October 12, 2007, - 1:17 pm

Federal Immigration Agency Still Rodney Dangerfield in Hollywood: A Symptom of The ICE Princess

By Debbie Schlussel
Immigration and Customs Enforcement (ICE) still gets no respect in Hollywood. In fact, but for the upcoming immigration sob story, “Crossing Over,” the agency doesn’t even exist, despite being several years old. And that’s likely a symptom of its incompetent “leadership.”
As I noted in my movie review of “Michael Clayton,” the George Clooney legal thriller out today, the nation’s federal immigration enforcement agency is the INS. Clooney’s Michael Clayton is a law firm “fixer” or “cleaner.” He directs clients in criminal legal trouble to the right lawyer for the right case.
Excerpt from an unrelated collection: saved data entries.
//! Axum route handlers for the Screenplay API.

use axum::{
    extract::{Path, Query, State},
    http::{header, StatusCode},
    response::{IntoResponse, Response},
    Json,
};
use chrono::{DateTime, Utc};
use serde::{Deserialize, Serialize};
use tracing::info;
use uuid::Uuid;

use crate::document::{render_document, CoverImage, DOCX_CONTENT_TYPE};
use crate::errors::AppError;
use crate::screenplay::generator::{document_file_name, generate_covers, generate_screenplay};
use crate::screenplay::models::{Screenplay, ScreenplayRequest};
use crate::screenplay::session::SessionSummary;
use crate::state::AppState;

// ────────────────────────────────────────────────────────────────────────────
// Request / Response types
// ────────────────────────────────────────────────────────────────────────────

#[derive(Debug, Serialize)]
pub struct CreateSessionResponse {
    pub session_id: Uuid,
    pub created_at: DateTime<Utc>,
}

#[derive(Debug, Deserialize)]
pub struct GenerateScreenplayRequest {
    #[serde(flatten)]
    pub request: ScreenplayRequest,
    #[serde(default)]
    pub generate_cover_image: bool,
}

#[derive(Debug, Serialize)]
pub struct GenerateScreenplayResponse {
    pub screenplay: Screenplay,
    pub preview: String,
    pub has_cover_image: bool,
}

#[derive(Debug, Deserialize)]
pub struct RegenerateCoverRequest {
    #[serde(default = "default_keep_previous")]
    pub keep_previous: bool,
}

fn default_keep_previous() -> bool {
    true
}

#[derive(Debug, Serialize)]
pub struct RegenerateCoverResponse {
    pub regeneration_count: u32,
    pub retained_images: usize,
}

#[derive(Debug, Deserialize)]
pub struct DocumentQuery {
    pub file_name: Option<String>,
}

// ────────────────────────────────────────────────────────────────────────────
// Handlers
// ────────────────────────────────────────────────────────────────────────────

/// POST /api/v1/sessions
pub async fn handle_create_session(
    State(state): State<AppState>,
) -> (StatusCode, Json<CreateSessionResponse>) {
    let session = state.sessions.create().await;
    (
        StatusCode::CREATED,
        Json(CreateSessionResponse {
            session_id: session.id,
            created_at: session.created_at,
        }),
    )
}

/// GET /api/v1/sessions/:id
pub async fn handle_get_session(
    State(state): State<AppState>,
    Path(id): Path<Uuid>,
) -> Result<Json<SessionSummary>, AppError> {
    let session = state.sessions.get(id).await?;
    Ok(Json(session.summary()))
}

/// DELETE /api/v1/sessions/:id
pub async fn handle_delete_session(
    State(state): State<AppState>,
    Path(id): Path<Uuid>,
) -> Result<StatusCode, AppError> {
    state.sessions.remove(id).await?;
    Ok(StatusCode::NO_CONTENT)
}

/// POST /api/v1/sessions/:id/screenplay
///
/// Full pipeline: validate → prompt → text service → recover → (cover image).
/// The session changes only if every stage succeeds.
pub async fn handle_generate_screenplay(
    State(state): State<AppState>,
    Path(id): Path<Uuid>,
    Json(body): Json<GenerateScreenplayRequest>,
) -> Result<Json<GenerateScreenplayResponse>, AppError> {
    // Fail fast on unknown sessions before paying for a generation call.
    state.sessions.get(id).await?;

    let outcome = generate_screenplay(
        state.llm.as_ref(),
        state.images.as_ref(),
        &state.config.prompt_bounds(),
        body.request,
        body.generate_cover_image,
    )
    .await?;

    let response = GenerateScreenplayResponse {
        screenplay: outcome.screenplay.clone(),
        preview: outcome.preview.clone(),
        has_cover_image: !outcome.covers.is_empty(),
    };

    state
        .sessions
        .update(id, |session| session.apply_generation(outcome))
        .await?;
    info!("Session {id}: screenplay '{}' stored", response.screenplay.title_or_default());

    Ok(Json(response))
}

/// POST /api/v1/sessions/:id/cover-image
///
/// Generates a new cover from the stored image prompt.
pub async fn handle_regenerate_cover(
    State(state): State<AppState>,
    Path(id): Path<Uuid>,
    Json(body): Json<RegenerateCoverRequest>,
) -> Result<Json<RegenerateCoverResponse>, AppError> {
    let session = state.sessions.get(id).await?;
    let image_prompt = session.image_prompt.ok_or_else(|| {
        AppError::Conflict("generate a screenplay before requesting a cover image".to_string())
    })?;

    let covers = generate_covers(state.images.as_ref(), &image_prompt).await?;

    let updated = state
        .sessions
        .update(id, |session| {
            session.apply_regenerated_covers(covers, body.keep_previous)
        })
        .await?;
    info!(
        "Session {id}: cover regenerated ({} so far)",
        updated.regeneration_count
    );

    Ok(Json(RegenerateCoverResponse {
        regeneration_count: updated.regeneration_count,
        retained_images: updated.retained_covers.len(),
    }))
}

/// GET /api/v1/sessions/:id/cover-image
pub async fn handle_get_cover(
    State(state): State<AppState>,
    Path(id): Path<Uuid>,
) -> Result<Response, AppError> {
    let session = state.sessions.get(id).await?;
    let cover = session
        .cover
        .ok_or_else(|| AppError::NotFound(format!("session {id} has no cover image")))?;
    Ok(image_response(cover))
}

/// GET /api/v1/sessions/:id/cover-images/:index
pub async fn handle_get_retained_cover(
    State(state): State<AppState>,
    Path((id, index)): Path<(Uuid, usize)>,
) -> Result<Response, AppError> {
    let session = state.sessions.get(id).await?;
    let cover = session
        .retained_covers
        .into_iter()
        .nth(index)
        .ok_or_else(|| AppError::NotFound(format!("session {id} has no retained image {index}")))?;
    Ok(image_response(cover))
}

/// GET /api/v1/sessions/:id/document?file_name=
///
/// Renders the current screenplay and cover as a `.docx` attachment.
pub async fn handle_download_document(
    State(state): State<AppState>,
    Path(id): Path<Uuid>,
    Query(query): Query<DocumentQuery>,
) -> Result<Response, AppError> {
    let session = state.sessions.get(id).await?;
    let screenplay = session.screenplay.ok_or_else(|| {
        AppError::Conflict("generate a screenplay before downloading the document".to_string())
    })?;
    let cover = session.cover;

    // CPU-bound; keep it off the async executor.
    let bytes = tokio::task::spawn_blocking(move || render_document(&screenplay, cover.as_ref()))
        .await
        .map_err(|e| AppError::Internal(anyhow::anyhow!("render task failed: {e}")))??;

    let file_name = document_file_name(query.file_name.as_deref());
    info!("Session {id}: rendered {file_name} ({} bytes)", bytes.len());

    Ok((
        [
            (header::CONTENT_TYPE, DOCX_CONTENT_TYPE.to_string()),
            (
                header::CONTENT_DISPOSITION,
                format!("attachment; filename=\"{file_name}\""),
            ),
        ],
        bytes,
    )
        .into_response())
}

fn image_response(cover: CoverImage) -> Response {
    (
        [(header::CONTENT_TYPE, cover.format.content_type())],
        cover.bytes,
    )
        .into_response()
}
In one scene, he’s shown on the phone with someone looking for a good lawyer in an immigration case in Miami. Clayton asks the person if he’s talked to anyone at the INS. Then, he tells the person not to worry, that he knows people at the INS, including the former Commissioner.

icebadge.jpgrodneydangerfield2.jpg

No Respect:

Is ICE America’s “Rodney Dangerfield” Law Enforcement Agency?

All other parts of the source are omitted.